Jornal Estado de Minas

SAÚDE

Transtornos alimentares: relação deturpada com a comida e o espelho


Mudanças no padrão alimentar, relação confusa com a comida e sentimento de não aceitação para com o corpo são alguns sinais bem característicos que indicam que algo não vai bem com a mente do ser humano no que diz respeito à alimentação.



Trata-se de um quadro de transtorno alimentar (TA), distúrbio emocional em que a pessoa apresenta alteração na forma como lida com a comida e, também, consigo mesmo e o seu eu frente ao espelho.  

Nesta quarta-feira (2/6), comemora-se o Dia Mundial de Conscientização sobre os Transtornos Alimentares. E, por isso, especialistas destacam a importância de se falar sobre esses distúrbios, uma vez que as consequências podem ser graves, como limitação de atividades e até óbito.

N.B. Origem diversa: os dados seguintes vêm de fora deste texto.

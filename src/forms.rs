//! Form payloads and their validation.
//!
//! Handlers deserialize the raw urlencoded bodies into these structs, then
//! call `validate` to get either a typed payload or the field-level errors
//! that get rendered back into the form.

use serde::{Deserialize, Serialize};

use crate::structs::{Category, StockItem};

pub const DEFAULT_CATEGORY_COLOR: &str = "#94a3b8";

#[derive(Serialize, Debug, Clone, PartialEq, Eq)]
pub struct FormError {
    pub field: &'static str,
    pub message: String,
}

fn err(field: &'static str, message: impl Into<String>) -> FormError {
    FormError {
        field,
        message: message.into(),
    }
}

#[derive(Deserialize, Serialize, Debug, Clone)]
pub struct LoginForm {
    pub username: String,
    pub password: String,
}

impl LoginForm {
    pub fn validate(&self) -> Vec<FormError> {
        let mut errors = Vec::new();
        if self.username.trim().is_empty() {
            errors.push(err("username", "Username is required."));
        }
        if self.password.is_empty() {
            errors.push(err("password", "Password is required."));
        }
        errors
    }
}

#[derive(Deserialize, Serialize, Debug, Clone)]
pub struct RegisterForm {
    pub username: String,
    pub password: String,
    pub password2: String,
}

impl RegisterForm {
    pub fn validate(&self) -> Vec<FormError> {
        let mut errors = Vec::new();
        let username = self.username.trim();
        if username.is_empty() {
            errors.push(err("username", "Username is required."));
        } else if username.len() < 4 || username.len() > 25 {
            errors.push(err("username", "Username must be 4 to 25 characters long."));
        }
        if self.password.is_empty() {
            errors.push(err("password", "Password is required."));
        }
        if self.password != self.password2 {
            errors.push(err("password2", "Passwords must match."));
        }
        errors
    }
}

#[derive(Deserialize, Serialize, Debug, Clone)]
pub struct ItemForm {
    pub name: String,
    pub category_id: String,
    pub fill_level: String,
    pub low_stock_threshold: String,
    #[serde(default)]
    pub package_note: String,
}

/// Validated item payload, ready for the repository layer.
#[derive(Debug, Clone, PartialEq)]
pub struct ItemData {
    pub name: String,
    pub category_id: i64,
    pub fill_level: f64,
    pub low_stock_threshold: f64,
    pub package_note: Option<String>,
}

impl Default for ItemForm {
    fn default() -> Self {
        ItemForm {
            name: String::new(),
            category_id: String::new(),
            fill_level: "1.0".to_owned(),
            low_stock_threshold: "0.25".to_owned(),
            package_note: String::new(),
        }
    }
}

impl ItemForm {
    /// Prefills the edit form from an existing item.
    pub fn from_item(item: &StockItem) -> Self {
        ItemForm {
            name: item.name.clone(),
            category_id: item.category_id.to_string(),
            fill_level: item.fill_level.to_string(),
            low_stock_threshold: item.low_stock_threshold.to_string(),
            package_note: item.package_note.clone().unwrap_or_default(),
        }
    }

    /// `categories` is the list the select field was populated from; a posted
    /// id outside it is rejected the same way an unparsable one is.
    pub fn validate(&self, categories: &[Category]) -> Result<ItemData, Vec<FormError>> {
        let mut errors = Vec::new();

        let name = self.name.trim();
        if name.is_empty() {
            errors.push(err("name", "Product name is required."));
        } else if name.len() > 150 {
            errors.push(err("name", "Product name must be at most 150 characters long."));
        }

        let category_id = match self.category_id.trim().parse::<i64>() {
            Ok(id) if categories.iter().any(|c| c.id == id) => Some(id),
            _ => {
                errors.push(err("category_id", "Please pick a valid category."));
                None
            }
        };

        let fill_level = match self.fill_level.trim().parse::<f64>() {
            Ok(v) if v >= 0.0 => Some(v),
            Ok(_) => {
                errors.push(err("fill_level", "Quantity must not be negative."));
                None
            }
            Err(_) => {
                errors.push(err("fill_level", "Quantity must be a number."));
                None
            }
        };

        let low_stock_threshold = match self.low_stock_threshold.trim().parse::<f64>() {
            Ok(v) if v >= 0.0 => Some(v),
            Ok(_) => {
                errors.push(err("low_stock_threshold", "Threshold must not be negative."));
                None
            }
            Err(_) => {
                errors.push(err("low_stock_threshold", "Threshold must be a number."));
                None
            }
        };

        let note = self.package_note.trim();
        if note.len() > 200 {
            errors.push(err("package_note", "Note must be at most 200 characters long."));
        }

        if !errors.is_empty() {
            return Err(errors);
        }

        Ok(ItemData {
            name: name.to_owned(),
            category_id: category_id.unwrap(),
            fill_level: fill_level.unwrap(),
            low_stock_threshold: low_stock_threshold.unwrap(),
            package_note: if note.is_empty() {
                None
            } else {
                Some(note.to_owned())
            },
        })
    }
}

#[derive(Deserialize, Serialize, Debug, Clone)]
pub struct CategoryForm {
    pub name: String,
    #[serde(default)]
    pub color_hex: String,
}

#[derive(Debug, Clone, PartialEq)]
pub struct CategoryData {
    pub name: String,
    pub color_hex: String,
}

fn is_hex_color(value: &str) -> bool {
    value.len() == 7
        && value.starts_with('#')
        && value[1..].chars().all(|c| c.is_ascii_hexdigit())
}

impl Default for CategoryForm {
    fn default() -> Self {
        CategoryForm {
            name: String::new(),
            color_hex: DEFAULT_CATEGORY_COLOR.to_owned(),
        }
    }
}

impl CategoryForm {
    pub fn from_category(category: &Category) -> Self {
        CategoryForm {
            name: category.name.clone(),
            color_hex: category.color_hex.clone(),
        }
    }

    pub fn validate(&self) -> Result<CategoryData, Vec<FormError>> {
        let mut errors = Vec::new();

        let name = self.name.trim();
        if name.is_empty() {
            errors.push(err("name", "Category name is required."));
        } else if name.len() > 100 {
            errors.push(err("name", "Category name must be at most 100 characters long."));
        }

        let color = self.color_hex.trim();
        let color = if color.is_empty() {
            DEFAULT_CATEGORY_COLOR
        } else {
            color
        };
        if !is_hex_color(color) {
            errors.push(err("color_hex", "Color must look like #rrggbb."));
        }

        if !errors.is_empty() {
            return Err(errors);
        }

        Ok(CategoryData {
            name: name.to_owned(),
            color_hex: color.to_lowercase(),
        })
    }
}
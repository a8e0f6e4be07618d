use actix_files::NamedFile;
use actix_identity::Identity;
use actix_session::Session;
use actix_web::{get, HttpResponse, Responder};
use tera::Context;

use crate::{errors::AppError, utils, TEMPLATES};

pub mod auth;
pub mod inventory;
pub mod views;

pub(crate) fn render(template: &str, context: &Context) -> Result<HttpResponse, AppError> {
    let rendered = TEMPLATES.render(template, context).map_err(|e| {
        log::error!("Failed to render template {}: {}", template, e);
        AppError::Template(e)
    })?;
    Ok(HttpResponse::Ok()
        .content_type("text/html; charset=utf-8")
        .body(rendered))
}

pub(crate) fn see_other(location: &str) -> HttpResponse {
    HttpResponse::SeeOther()
        .append_header(("Location", location.to_owned()))
        .finish()
}

pub(crate) fn login_redirect(next: &str) -> HttpResponse {
    see_other(&format!("/auth/login?next={}", next))
}

/// Common context keys every page template expects: title, login state and
/// the pending flash message, if any.
pub(crate) fn base_context(title: &str, session: &Session, identity: &Option<Identity>) -> Context {
    let mut context = Context::new();
    context.insert("title", title);
    context.insert("version", env!("CARGO_PKG_VERSION"));
    context.insert("logged_in", &identity.is_some());
    if let Some(flash) = utils::take_flash(session) {
        context.insert("flash", &flash);
    }
    context
}

/// The numeric id of the logged-in user. A session carrying a non-numeric
/// identity is treated as anonymous.
pub(crate) fn current_user_id(identity: &Option<Identity>) -> Result<Option<i64>, AppError> {
    match identity {
        None => Ok(None),
        Some(identity) => match identity.id()?.parse::<i64>() {
            Ok(id) => Ok(Some(id)),
            Err(_) => {
                log::warn!("Session identity is not a numeric user id");
                Ok(None)
            }
        },
    }
}

/// favicon handler
#[get("/favicon")]
pub async fn favicon_handler() -> Result<impl Responder, AppError> {
    Ok(NamedFile::open("static/favicon.ico")?)
}
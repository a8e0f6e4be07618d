use actix_session::Session;
use argon2::{
    password_hash::{rand_core::OsRng, PasswordHash, PasswordHasher, PasswordVerifier, SaltString},
    Argon2,
};
use serde::{Deserialize, Serialize};

use crate::errors::AppError;

pub fn hash_password(password: &str) -> Result<String, AppError> {
    let hash = Argon2::default()
        .hash_password(password.as_bytes(), &SaltString::generate(&mut OsRng))
        .map_err(|e| {
            log::error!("Failed to hash password: {}", e);
            AppError::Password(e.to_string())
        })?
        .to_string();
    Ok(hash)
}

pub fn verify_password(provided: &str, stored_hash: &str) -> Result<bool, AppError> {
    let parsed = PasswordHash::new(stored_hash).map_err(|e| {
        log::error!("Stored password hash is malformed: {}", e);
        AppError::Password(e.to_string())
    })?;
    Ok(Argon2::default()
        .verify_password(provided.as_bytes(), &parsed)
        .is_ok())
}

const FLASH_KEY: &str = "flash";

/// One-shot status message carried in the session cookie across a redirect.
#[derive(Deserialize, Serialize, Debug, Clone)]
pub struct FlashMessage {
    pub kind: String,
    pub message: String,
}

pub fn flash(session: &Session, kind: &str, message: &str) {
    let msg = FlashMessage {
        kind: kind.to_owned(),
        message: message.to_owned(),
    };
    if let Err(e) = session.insert(FLASH_KEY, msg) {
        log::warn!("Failed to store flash message: {}", e);
    }
}

pub fn take_flash(session: &Session) -> Option<FlashMessage> {
    let msg = session.get::<FlashMessage>(FLASH_KEY).ok().flatten();
    if msg.is_some() {
        session.remove(FLASH_KEY);
    }
    msg
}

#[cfg(test)]
mod tests {
    use super::*;

    #[test]
    fn hash_then_verify_round_trip() {
        let hash = hash_password("correct horse battery staple").unwrap();
        assert!(verify_password("correct horse battery staple", &hash).unwrap());
        assert!(!verify_password("wrong password", &hash).unwrap());
    }

    #[test]
    fn hashes_are_salted() {
        let a = hash_password("same input").unwrap();
        let b = hash_password("same input").unwrap();
        assert_ne!(a, b);
    }

    #[test]
    fn malformed_hash_is_an_error() {
        assert!(verify_password("anything", "not-a-phc-string").is_err());
    }
}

Para a psiquiatra Maria Francisca Mauro, inclusive, a data não é sobre problematizar o que comer, mas alertar aos que sofrem com algum transtorno que isso não precisa ser um segredo.

“Informar e conscientizar não criam problemas, mas possibilitam que esses gatilhos emocionais não sejam escondidos ou que barreiras o impeça de obter autoconhecimento e tratamento. Nestes quadros, ocorre uma perturbação na relação do indivíduo com a comida, ou seja, ele come muito pouco ou come de forma descontrolada, e também na forma como percebe seu corpo, achando que está ‘inadequado’, o que torna ‘pior’ quando comparado a outras pessoas", diz.

Para além de uma perspectiva cultural em busca da magreza, pessoas com esses quadros têm prejuízos para estudar, trabalhar e se relacionar. "Portanto, não se trata de ‘uma vontade’ ou ‘fase’, mas sim de um transtorno que precisa ser tratado.” 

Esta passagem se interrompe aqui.